# [Task brief]
Report every line of the records beneath this task that holds the string "derive".

# [Source records]

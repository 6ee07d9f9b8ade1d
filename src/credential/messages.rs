use num_bigint::BigInt;
use serde::{Deserialize, Serialize};

use super::{ClSignature, ProofS, ProofU};

/// Holder to issuer: the blind commitment, its proof and the holder's nonce for `ProofS`.
#[derive(Clone, Debug, PartialEq, Eq, Serialize, Deserialize)]
pub struct IssueCommitmentMessage {
    #[serde(rename = "U")]
    pub u: BigInt,
    #[serde(rename = "proofU")]
    pub proof_u: ProofU,
    #[serde(rename = "n2")]
    pub nonce2: BigInt,
}

/// Issuer to holder: the blind signature and the proof it was computed correctly.
#[derive(Clone, Debug, PartialEq, Eq, Serialize, Deserialize)]
pub struct IssueSignatureMessage {
    /// Signature over the commitment and attributes, blinded by the holder's `v'`.
    pub signature: ClSignature,
    pub proof: ProofS,
}
//! Field-element encoding for the lattice-signature proof backend.
//!
//! Independent of the CL machinery: elements of `Z_Q` are packed as three little-endian
//! bytes each.

use crate::{Error, Result};

/// Modulus of the lattice field.
pub const Q: i64 = 7_340_033;

/// Low-bits range of [`decompose`].
pub const GAMMA2: i64 = 65_536;

const FE_BYTES: usize = 3;
const FE_LIMIT: i64 = 1 << 24;

/// Packs field elements as 3 little-endian bytes each.
///
/// # Errors
///
/// Returns [`Error::Encoding`] for elements outside `[0, 2^24)`.
pub fn pack_fes(fes: &[i64]) -> Result<Vec<u8>> {
    let mut out = Vec::with_capacity(fes.len() * FE_BYTES);
    for (i, &fe) in fes.iter().enumerate() {
        if !(0..FE_LIMIT).contains(&fe) {
            return Err(Error::Encoding(format!(
                "element {i} ({fe}) does not fit in {FE_BYTES} bytes"
            )));
        }
        let bytes = fe.to_le_bytes();
        out.extend_from_slice(&bytes[..FE_BYTES]);
    }
    Ok(out)
}

/// Inverse of [`pack_fes`], reducing each element modulo `q`.
///
/// # Errors
///
/// Returns [`Error::Encoding`] if the length is not a multiple of 3 or `q` is not
/// positive.
pub fn unpack_fes(bytes: &[u8], q: i64) -> Result<Vec<i64>> {
    if q <= 0 {
        return Err(Error::Encoding(format!("modulus {q} is not positive")));
    }
    if bytes.len() % FE_BYTES != 0 {
        return Err(Error::Encoding(format!(
            "length {} is not a multiple of {FE_BYTES}",
            bytes.len()
        )));
    }

    Ok(bytes
        .chunks_exact(FE_BYTES)
        .map(|chunk| {
            let fe = i64::from(chunk[0]) | (i64::from(chunk[1]) << 8) | (i64::from(chunk[2]) << 16);
            fe % q
        })
        .collect())
}

/// Splits `r` into `(r0, r1)` with `r = r1 * 2 * GAMMA2 + r0` and `r0` centered.
///
/// When `r - r0 = Q - 1` the high part wraps to zero and `r0` absorbs the difference.
pub fn decompose(r: i64) -> (i64, i64) {
    let mut r0 = r % (2 * GAMMA2);
    if r0 > GAMMA2 {
        r0 -= 2 * GAMMA2;
    }
    if r - r0 == Q - 1 {
        return ((r0 - 1) % Q, 0);
    }
    (r0 % Q, ((r - r0) / (2 * GAMMA2)) % Q)
}

/// Encodes arbitrary bytes as base-257 pairs.
///
/// Each byte is shifted up by one before pairing so that trailing zero bytes still change
/// the output; an odd-length input is padded with a zero. The shift wraps within a byte,
/// so `0xff` maps to `0` just like the padding.
pub fn unpack_fes_loose(bytes: &[u8]) -> Vec<u32> {
    let mut shifted: Vec<u32> = bytes
        .iter()
        .map(|&b| u32::from(b.wrapping_add(1)))
        .collect();
    if shifted.len() % 2 == 1 {
        shifted.push(0);
    }
    shifted
        .chunks_exact(2)
        .map(|pair| pair[0] + 257 * pair[1])
        .collect()
}
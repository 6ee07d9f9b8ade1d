use num_bigint::BigInt;
use num_integer::Integer;
use num_traits::{One, Signed};
use rand::{CryptoRng, RngCore};

use super::modular::{is_safe_prime, mod_pow};
use super::rng::random_below;
use crate::{Error, Result};

/// Arithmetic context for proofs: a modulus and, when public, the order of the subgroup
/// the proof bases live in.
///
/// All bases handed to [`Group::exp`] are assumed to lie in that subgroup, so exponents
/// may be reduced modulo the order. For RSA-style moduli the order is the issuer's
/// secret and the group is built with [`Group::hidden_order`].
#[derive(Clone, Debug, PartialEq, Eq)]
pub struct Group {
    modulus: BigInt,
    order: Option<BigInt>,
}

impl Group {
    /// Builds the quadratic-residue subgroup of `Z_p^*` for a safe prime `p = 2q + 1`.
    ///
    /// # Errors
    ///
    /// Returns an error if `p` or `(p - 1) / 2` is not prime.
    pub fn from_safe_prime(p: BigInt) -> Result<Self> {
        if !is_safe_prime(&p) {
            return Err(Error::InvalidParams(
                "modulus is not a safe prime".to_string(),
            ));
        }
        let order = (&p - 1u32) >> 1u32;
        Ok(Self {
            modulus: p,
            order: Some(order),
        })
    }

    /// Builds a group whose order is not known to the caller.
    pub fn hidden_order(modulus: BigInt) -> Self {
        Self {
            modulus,
            order: None,
        }
    }

    /// Returns the modulus.
    pub fn modulus(&self) -> &BigInt {
        &self.modulus
    }

    /// Returns the subgroup order, if public.
    pub fn order(&self) -> Option<&BigInt> {
        self.order.as_ref()
    }

    /// Computes `base^exponent` in the group.
    pub fn exp(&self, base: &BigInt, exponent: &BigInt) -> Result<BigInt> {
        match &self.order {
            Some(order) => mod_pow(base, &exponent.mod_floor(order), &self.modulus),
            None => mod_pow(base, exponent, &self.modulus),
        }
    }

    /// Multiplies two elements modulo the group modulus.
    pub fn mul(&self, a: &BigInt, b: &BigInt) -> BigInt {
        (a * b).mod_floor(&self.modulus)
    }

    /// Reduces an exponent modulo the order when the order is public.
    pub fn reduce(&self, x: BigInt) -> BigInt {
        match &self.order {
            Some(order) => x.mod_floor(order),
            None => x,
        }
    }

    /// Samples an exponent uniformly from `[0, order)`.
    ///
    /// # Errors
    ///
    /// Returns an error for hidden-order groups, whose callers must pick a bounded range.
    pub fn random_exponent<R: RngCore + CryptoRng>(&self, rng: &mut R) -> Result<BigInt> {
        let order = self.order.as_ref().ok_or_else(|| {
            Error::InvalidParams("cannot sample exponents in a hidden-order group".to_string())
        })?;
        Ok(random_below(rng, order))
    }

    /// Samples a random quadratic residue other than one, suitable as a generator.
    pub fn random_element<R: RngCore + CryptoRng>(&self, rng: &mut R) -> BigInt {
        loop {
            let r = random_below(rng, &self.modulus);
            let candidate = (&r * &r).mod_floor(&self.modulus);
            if candidate.is_positive() && !candidate.is_one() {
                return candidate;
            }
        }
    }
}

#[cfg(test)]
mod tests {
    use super::*;
    use crate::SecureRng;

    fn small_group() -> Group {
        Group::from_safe_prime(BigInt::from(23u32)).unwrap()
    }

    #[test]
    fn safe_prime_group_order() {
        let group = small_group();
        assert_eq!(group.order(), Some(&BigInt::from(11u32)));
    }

    #[test]
    fn rejects_non_safe_prime() {
        assert!(Group::from_safe_prime(BigInt::from(29u32)).is_err());
    }

    #[test]
    fn negative_exponents_reduce_modulo_order() {
        let group = small_group();
        let base = BigInt::from(4u32);
        let direct = group.exp(&base, &BigInt::from(8u32)).unwrap();
        let negative = group.exp(&base, &BigInt::from(-3)).unwrap();
        assert_eq!(direct, negative);
    }

    #[test]
    fn hidden_order_inverts_for_negative_exponents() {
        let group = Group::hidden_order(BigInt::from(35u32));
        let base = BigInt::from(4u32);
        let pos = group.exp(&base, &BigInt::from(3u32)).unwrap();
        let neg = group.exp(&base, &BigInt::from(-3)).unwrap();
        assert_eq!(group.mul(&pos, &neg), BigInt::one());
        assert!(group.random_exponent(&mut SecureRng::new()).is_err());
    }

    #[test]
    fn random_element_is_residue() {
        let group = small_group();
        let mut rng = SecureRng::new();
        for _ in 0..20 {
            let g = group.random_element(&mut rng);
            assert_eq!(group.exp(&g, &BigInt::from(11u32)).unwrap(), BigInt::one());
        }
    }
}
//! Attribute content as leaves of a Merkle tree.
//!
//! The tree itself lives elsewhere; it only needs to hash content and compare it.

use core::fmt;

use num_bigint::{BigInt, Sign};
use sha2::{Digest, Sha256};

const DIGEST_BITS: u32 = 256;

/// Content a Merkle tree can store.
pub trait Content {
    /// Digest of the content.
    fn calculate_hash(&self) -> Vec<u8>;

    /// Whether two contents are the same.
    fn equals(&self, other: &Self) -> bool;
}

/// Opaque attribute bytes.
#[derive(Clone, Debug, PartialEq, Eq, Hash)]
pub struct Attribute {
    value: Vec<u8>,
}

impl Attribute {
    /// Wraps raw attribute content.
    pub fn new(value: impl Into<Vec<u8>>) -> Self {
        Self {
            value: value.into(),
        }
    }

    /// The raw content.
    pub fn value(&self) -> &[u8] {
        &self.value
    }

    /// Maps the content to a signable attribute of at most `lm` bits by taking the top
    /// `lm` bits of its SHA-256 digest.
    pub fn to_message(&self, lm: u32) -> BigInt {
        let digest = BigInt::from_bytes_be(Sign::Plus, &self.calculate_hash());
        if lm >= DIGEST_BITS {
            digest
        } else {
            digest >> (DIGEST_BITS - lm)
        }
    }
}

impl Content for Attribute {
    fn calculate_hash(&self) -> Vec<u8> {
        Sha256::digest(&self.value).to_vec()
    }

    fn equals(&self, other: &Self) -> bool {
        self.value == other.value
    }
}

impl fmt::Display for Attribute {
    fn fmt(&self, f: &mut fmt::Formatter<'_>) -> fmt::Result {
        f.write_str(&hex::encode(self.calculate_hash()))
    }
}

#[cfg(test)]
mod tests {
    use super::*;

    #[test]
    fn hash_matches_known_digest() {
        let attribute = Attribute::new("abc");
        assert_eq!(
            attribute.to_string(),
            "ba7816bf8f01cfea414140de5dae2223b00361a396177a9cb410ff61f20015ad"
        );
    }

    #[test]
    fn equality_is_bytewise() {
        let a = Attribute::new(b"name=alice".to_vec());
        assert!(a.equals(&Attribute::new("name=alice")));
        assert!(!a.equals(&Attribute::new("name=alice\0")));
    }

    #[test]
    fn message_fits_requested_width() {
        let attribute = Attribute::new("birthdate=1990-01-01");
        for lm in [8, 64, 255, 256, 512] {
            assert!(attribute.to_message(lm).bits() <= u64::from(lm));
        }
        assert_eq!(
            attribute.to_message(512),
            BigInt::from_bytes_be(Sign::Plus, &attribute.calculate_hash())
        );
    }
}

# [Expected output]
#[derive(Clone, Debug, PartialEq, Eq, Serialize, Deserialize)]
#[derive(Clone, Debug, PartialEq, Eq, Serialize, Deserialize)]
#[derive(Clone, Debug, PartialEq, Eq)]
#[derive(Clone, Debug, PartialEq, Eq, Hash)]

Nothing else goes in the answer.